Thank you everyone for this lively discussion.
So I guess just blocking isn’t acceptable for everyone.
What we could do instead is adding a checkbox to the new DNS settings section and call it “Enforce using IPFire as DNS resolver”.
That could then activate the following:
* Filter the domain name that Firefox uses to auto-enable DoH (*)
* Reject any client connecting to any other DNS server on the internet
Then, the only way to get DNS is to use the IPFire resolver. How is that?
-Michael
(*) I have absolutely no idea what they were thinking to entirely throw DHCP out of the window and decide that they can configure clients. That is an absolute no go. I think Mozilla opened a very very bad can of worms here and there is no chance to put the lid back on. I find this absolutely ridiculous what we are considering doing, but Mozilla clearly had other priorities. I do get the idea of it, that everyone has access to a free internet, but that is already the case on my network. I have a DNS resolver that does things for me that I want, and they are simply breaking common practise here. And that not even for all users, but only for a random selection. And on top of all of this they partnered up with Cloudflare after self-hosting everything for privacy reasons for years. Absolute bollocks.

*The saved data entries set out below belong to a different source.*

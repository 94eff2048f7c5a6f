//! GraphQL-backed implementation of [`TaskService`]

use async_trait::async_trait;
use serde::de::DeserializeOwned;
use serde_json::json;
use std::collections::HashMap;
use std::sync::Arc;
use tasklist_client::{ClientProvider, GraphqlRequest};
use tasklist_types::{Task, TaskQuery, TaskState, VariableInput};
use tracing::{debug, info};

use crate::documents::*;
use crate::error::{TaskServiceError, TaskServiceResult};
use crate::service::TaskService;
use crate::unwrap::unwrap_field;

/// Builds tasklist queries and mutations and maps their responses
///
/// Holds only the client provider; a transport handle is acquired for every
/// operation and dropped when it returns.
#[derive(Clone)]
pub struct TaskQueryFacade {
    provider: Arc<dyn ClientProvider>,
}

impl TaskQueryFacade {
    pub fn new(provider: Arc<dyn ClientProvider>) -> Self {
        Self { provider }
    }

    /// Convenience constructor taking the provider by value
    pub fn with_provider<P: ClientProvider + 'static>(provider: P) -> Self {
        Self::new(Arc::new(provider))
    }

    /// Send one request and unwrap the named field of its `data`
    async fn execute<T: DeserializeOwned>(
        &self,
        request: GraphqlRequest,
        field: &str,
    ) -> TaskServiceResult<Option<T>> {
        let client = self.provider.client().await?;
        let data = client.send(&request).await?;

        unwrap_field(data, field).map_err(|source| TaskServiceError::Mapping {
            field: field.to_string(),
            source,
        })
    }

    /// Run a `tasks` query with the given filter object as its variables
    async fn query_tasks(
        &self,
        document: &str,
        operation_name: &str,
        filter: TaskQuery,
    ) -> TaskServiceResult<Vec<Task>> {
        let variables = serde_json::to_value(&filter).map_err(|source| TaskServiceError::Mapping {
            field: TASKS_FIELD.to_string(),
            source,
        })?;

        let request = GraphqlRequest::query(document)
            .with_operation_name(operation_name)
            .with_variables(variables);

        let tasks: Vec<Task> = self.execute(request, TASKS_FIELD).await?.unwrap_or_default();
        debug!("'{}' returned {} task(s)", operation_name, tasks.len());
        Ok(tasks)
    }

    /// Complete a task with pre-encoded variable inputs
    pub async fn complete_task_with_inputs(
        &self,
        task_id: &str,
        variables: Vec<VariableInput>,
    ) -> TaskServiceResult<Option<Task>> {
        info!("Completing task {} with {} variable(s)", task_id, variables.len());

        let request = GraphqlRequest::mutation(COMPLETE_TASK_MUTATION)
            .with_operation_name(COMPLETE_TASK_OPERATION)
            .with_variables(json!({
                "taskId": task_id,
                "variables": variables,
            }));

        self.execute(request, COMPLETE_TASK_FIELD).await
    }
}

impl std::fmt::Debug for TaskQueryFacade {
    fn fmt(&self, f: &mut std::fmt::Formatter<'_>) -> std::fmt::Result {
        f.debug_struct("TaskQueryFacade").finish_non_exhaustive()
    }
}

#[async_trait]
impl TaskService for TaskQueryFacade {
    async fn fetch_all_tasks(&self) -> TaskServiceResult<Vec<Task>> {
        self.query_tasks(
            ALL_TASKS_QUERY,
            TASKS_OPERATION,
            TaskQuery::new().with_state(TaskState::Created),
        )
        .await
    }

    async fn get_task(&self, task_id: &str) -> TaskServiceResult<Option<Task>> {
        debug!("Fetching task {}", task_id);

        let request = GraphqlRequest::query(TASK_QUERY)
            .with_operation_name(TASK_OPERATION)
            .with_variable("id", task_id);

        self.execute(request, TASK_FIELD).await
    }

    async fn get_tasks_by_process_instance(
        &self,
        process_instance_id: &str,
    ) -> TaskServiceResult<Vec<Task>> {
        self.query_tasks(
            TASKS_BY_PROCESS_INSTANCE_QUERY,
            TASKS_BY_PROCESS_INSTANCE_OPERATION,
            TaskQuery::new().with_process_instance_id(process_instance_id),
        )
        .await
    }

    async fn get_tasks_by_user(&self, user: &str) -> TaskServiceResult<Vec<Task>> {
        self.query_tasks(
            TASKS_BY_ASSIGNEE_QUERY,
            TASKS_BY_ASSIGNEE_OPERATION,
            TaskQuery::new()
                .with_assignee(user)
                .with_state(TaskState::Created),
        )
        .await
    }

    async fn get_completed_tasks(&self, user: &str) -> TaskServiceResult<Vec<Task>> {
        debug!(
            "Listing completed tasks; assignee '{}' is not applied as a filter",
            user
        );

        self.query_tasks(
            COMPLETED_TASKS_QUERY,
            TASKS_BY_ASSIGNEE_OPERATION,
            TaskQuery::new().with_state(TaskState::Completed),
        )
        .await
    }

    async fn claim_task(&self, task_id: &str, user: &str) -> TaskServiceResult<Option<Task>> {
        info!("Claiming task {} for {}", task_id, user);

        let request = GraphqlRequest::mutation(CLAIM_TASK_MUTATION)
            .with_operation_name(CLAIM_TASK_OPERATION)
            .with_variable("taskId", task_id)
            .with_variable("assignee", user);

        self.execute(request, CLAIM_TASK_FIELD).await
    }

    async fn unclaim_task(&self, task_id: &str) -> TaskServiceResult<Option<Task>> {
        info!("Unclaiming task {}", task_id);

        let request = GraphqlRequest::mutation(UNCLAIM_TASK_MUTATION)
            .with_operation_name(UNCLAIM_TASK_OPERATION)
            .with_variable("taskId", task_id);

        self.execute(request, UNCLAIM_TASK_FIELD).await
    }

    async fn complete_task(
        &self,
        task_id: &str,
        variables: &HashMap<String, String>,
    ) -> TaskServiceResult<Option<Task>> {
        let mut inputs: Vec<VariableInput> = variables
            .iter()
            .map(|(name, raw)| VariableInput::from_raw(name.clone(), raw))
            .collect();
        inputs.sort_by(|a, b| a.name().cmp(b.name()));

        self.complete_task_with_inputs(task_id, inputs).await
    }
}

#[cfg(test)]
mod tests {
    use super::*;
    use serde_json::json;
    use tasklist_client::{GraphqlError, MockTransport, OperationKind, StaticClientProvider};

    fn facade_with(mock: &MockTransport) -> TaskQueryFacade {
        TaskQueryFacade::with_provider(StaticClientProvider::new(mock.clone()))
    }

    #[tokio::test]
    async fn test_fetch_all_tasks_filters_created() {
        let mock = MockTransport::new();
        mock.add_response(
            "tasks",
            json!({"tasks": [
                {"id": "1", "name": "Review", "completionTime": null},
                {"id": "2", "name": "Approve", "completionTime": null}
            ]}),
        );

        let tasks = facade_with(&mock).fetch_all_tasks().await.unwrap();
        assert_eq!(tasks.len(), 2);
        assert!(tasks.iter().all(|t| !t.is_completed()));

        let request = mock.last_request().unwrap();
        assert_eq!(request.kind, OperationKind::Query);
        assert_eq!(request.query, ALL_TASKS_QUERY);
        assert_eq!(serde_json::Value::Object(request.variables), json!({"state": "CREATED"}));
    }

    #[tokio::test]
    async fn test_get_task_found_and_absent() {
        let mock = MockTransport::with_handler(|request| {
            let id = request.variables["id"].as_str().unwrap_or_default().to_string();
            if id == "known" {
                Ok(json!({"task": {"id": id, "candidateGroups": ["ops"]}}))
            } else {
                Ok(json!({"task": null}))
            }
        });
        let facade = facade_with(&mock);

        let task = facade.get_task("known").await.unwrap().unwrap();
        assert_eq!(task.id, "known");
        assert_eq!(task.candidate_groups, Some(vec!["ops".to_string()]));

        assert!(facade.get_task("missing").await.unwrap().is_none());
        assert_eq!(mock.requests()[1].operation_name.as_deref(), Some("task"));
    }

    #[tokio::test]
    async fn test_missing_data_is_empty_not_error() {
        let mock = MockTransport::new();
        mock.add_response("getTasksByProcessInstanceId", serde_json::Value::Null);

        let tasks = facade_with(&mock)
            .get_tasks_by_process_instance("123")
            .await
            .unwrap();
        assert!(tasks.is_empty());
        assert_eq!(
            serde_json::Value::Object(mock.last_request().unwrap().variables),
            json!({"processInstanceId": "123"})
        );
    }

    #[tokio::test]
    async fn test_get_tasks_by_user_binds_assignee_and_state() {
        let mock = MockTransport::new();
        mock.add_response("getTasksByAssignee", json!({"tasks": [{"id": "5", "assignee": "demo"}]}));

        let tasks = facade_with(&mock).get_tasks_by_user("demo").await.unwrap();
        assert_eq!(tasks[0].assignee.as_deref(), Some("demo"));

        let request = mock.last_request().unwrap();
        assert_eq!(request.query, TASKS_BY_ASSIGNEE_QUERY);
        assert_eq!(
            serde_json::Value::Object(request.variables),
            json!({"assignee": "demo", "state": "CREATED"})
        );
    }

    #[tokio::test]
    async fn test_get_completed_tasks_ignores_user() {
        let mock = MockTransport::new();
        mock.add_response(
            "getTasksByAssignee",
            json!({"tasks": [{"id": "8", "assignee": "someone-else", "completionTime": "2023-01-24T11:00:00.000+0000"}]}),
        );

        let tasks = facade_with(&mock).get_completed_tasks("demo").await.unwrap();
        assert!(tasks.iter().all(Task::is_completed));

        let request = mock.last_request().unwrap();
        assert_eq!(request.query, COMPLETED_TASKS_QUERY);
        assert_eq!(serde_json::Value::Object(request.variables), json!({"state": "COMPLETED"}));
    }

    #[tokio::test]
    async fn test_claim_and_unclaim_are_mutations() {
        let mock = MockTransport::new();
        mock.add_response(
            "claimTask",
            json!({"claimTask": {"id": "1", "assignee": "demo", "taskState": "CREATED"}}),
        );
        mock.add_response(
            "unclaimTask",
            json!({"unclaimTask": {"id": "1", "assignee": null, "taskState": "CREATED"}}),
        );
        let facade = facade_with(&mock);

        let claimed = facade.claim_task("1", "demo").await.unwrap().unwrap();
        assert_eq!(claimed.assignee.as_deref(), Some("demo"));
        assert_eq!(claimed.task_state, Some(TaskState::Created));

        let claim_request = mock.last_request().unwrap();
        assert_eq!(claim_request.kind, OperationKind::Mutation);
        assert_eq!(
            serde_json::Value::Object(claim_request.variables),
            json!({"taskId": "1", "assignee": "demo"})
        );

        let unclaimed = facade.unclaim_task("1").await.unwrap().unwrap();
        assert!(unclaimed.assignee.is_none());
        assert_eq!(
            serde_json::Value::Object(mock.last_request().unwrap().variables),
            json!({"taskId": "1"})
        );
    }

    #[tokio::test]
    async fn test_complete_task_encodes_values_as_json_strings() {
        let mock = MockTransport::new();
        mock.add_response(
            "completeTask",
            json!({"completeTask": {"id": "1", "completionTime": "2023-01-24T11:00:00.000+0000"}}),
        );

        let variables = HashMap::from([
            ("x".to_string(), "hello".to_string()),
            ("amount".to_string(), "42".to_string()),
        ]);
        let task = facade_with(&mock)
            .complete_task("1", &variables)
            .await
            .unwrap()
            .unwrap();
        assert!(task.is_completed());

        let request = mock.last_request().unwrap();
        assert_eq!(request.query, COMPLETE_TASK_MUTATION);
        assert_eq!(
            request.variables["variables"],
            json!([
                {"name": "amount", "value": "\"42\""},
                {"name": "x", "value": "\"hello\""}
            ])
        );
    }

    #[tokio::test]
    async fn test_complete_task_with_inputs_sends_json_text() {
        let mock = MockTransport::new();
        mock.add_response("completeTask", json!({"completeTask": {"id": "1"}}));

        let inputs = vec![
            VariableInput::from_json("order", &json!({"id": "A-1", "qty": 2})),
            VariableInput::from_raw("note", "rush"),
        ];
        facade_with(&mock)
            .complete_task_with_inputs("1", inputs)
            .await
            .unwrap();

        let request = mock.last_request().unwrap();
        assert_eq!(request.variables["taskId"], "1");
        assert_eq!(
            request.variables["variables"],
            json!([
                {"name": "order", "value": "{\"id\":\"A-1\",\"qty\":2}"},
                {"name": "note", "value": "\"rush\""}
            ])
        );
    }

    #[tokio::test]
    async fn test_protocol_errors_pass_through() {
        let mock = MockTransport::new();
        mock.add_errors("claimTask", vec![GraphqlError::new("Task is already assigned")]);

        let err = facade_with(&mock).claim_task("1", "demo").await.unwrap_err();
        assert!(err.is_protocol());
        assert_eq!(err.to_string(), "GraphQL error: Task is already assigned");
    }

    #[tokio::test]
    async fn test_malformed_field_is_mapping_error() {
        let mock = MockTransport::new();
        mock.add_response("tasks", json!({"tasks": {"id": "not-a-list"}}));

        let err = facade_with(&mock).fetch_all_tasks().await.unwrap_err();
        assert!(matches!(err, TaskServiceError::Mapping { ref field, .. } if field == "tasks"));
    }

    #[tokio::test]
    async fn test_non_object_data_is_mapping_error() {
        let mock = MockTransport::new();
        mock.add_response("getTasksByAssignee", json!([{"id": "1"}]));

        let err = facade_with(&mock).get_tasks_by_user("demo").await.unwrap_err();
        assert!(matches!(err, TaskServiceError::Mapping { ref field, .. } if field == "tasks"));
    }
}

On 3 Mar 2020, at 16:06, Bernhard Bitsch Bernhard.Bitsch@gmx.de wrote:
Gesendet: Dienstag, 03. März 2020 um 16:55 Uhr Von: "Tapani Tarvainen" ipfire@tapanitarvainen.fi An: development@lists.ipfire.org Betreff: Re: Re: Should we block DoH by default?
That is different: again, as sysadmin I may want to enforce such rules inside my net, one way or the other.
Perhaps I should also note that Firefox allows you to choose your own DoH server, you don't have to use Mozilla or Cloudflare or whatever, and at some point it might be good to have DoH server built into IPFire.
To clarify from my side. It's not DoH that brought up the discussion, but the decision of Mozilla to enable it by default "silently".